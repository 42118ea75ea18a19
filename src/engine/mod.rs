//! Pick competition engine: weekly generation, outcome tracking,
//! leaderboard aggregation, calibration and what-if scenarios.

pub mod calibration;
pub mod generator;
pub mod leaderboard;
pub mod scenario;
pub mod tracker;

use std::sync::Arc;

use crate::config::ModelConfig;
use crate::llm::TextGenerator;

/// A configured competitor with a live client.
#[derive(Clone)]
pub struct ModelEntry {
    pub id: String,
    pub display_name: String,
    pub provider: String,
    pub client: Arc<dyn TextGenerator>,
}

impl ModelEntry {
    pub fn new(config: &ModelConfig, client: Arc<dyn TextGenerator>) -> Self {
        Self {
            id: config.id.clone(),
            display_name: config.display_name.clone(),
            provider: config.provider.clone(),
            client,
        }
    }
}

impl std::fmt::Debug for ModelEntry {
    fn fmt(&self, f: &mut std::fmt::Formatter<'_>) -> std::fmt::Result {
        f.debug_struct("ModelEntry")
            .field("id", &self.id)
            .field("provider", &self.provider)
            .field("model", &self.client.model_name())
            .finish()
    }
}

-=-=-

Whenever the word "engine" shows up in a line of the entries, list that line.

(Reply to the exercise)
filename src/engine/mod.rs
//! Pick competition engine: weekly generation, outcome tracking,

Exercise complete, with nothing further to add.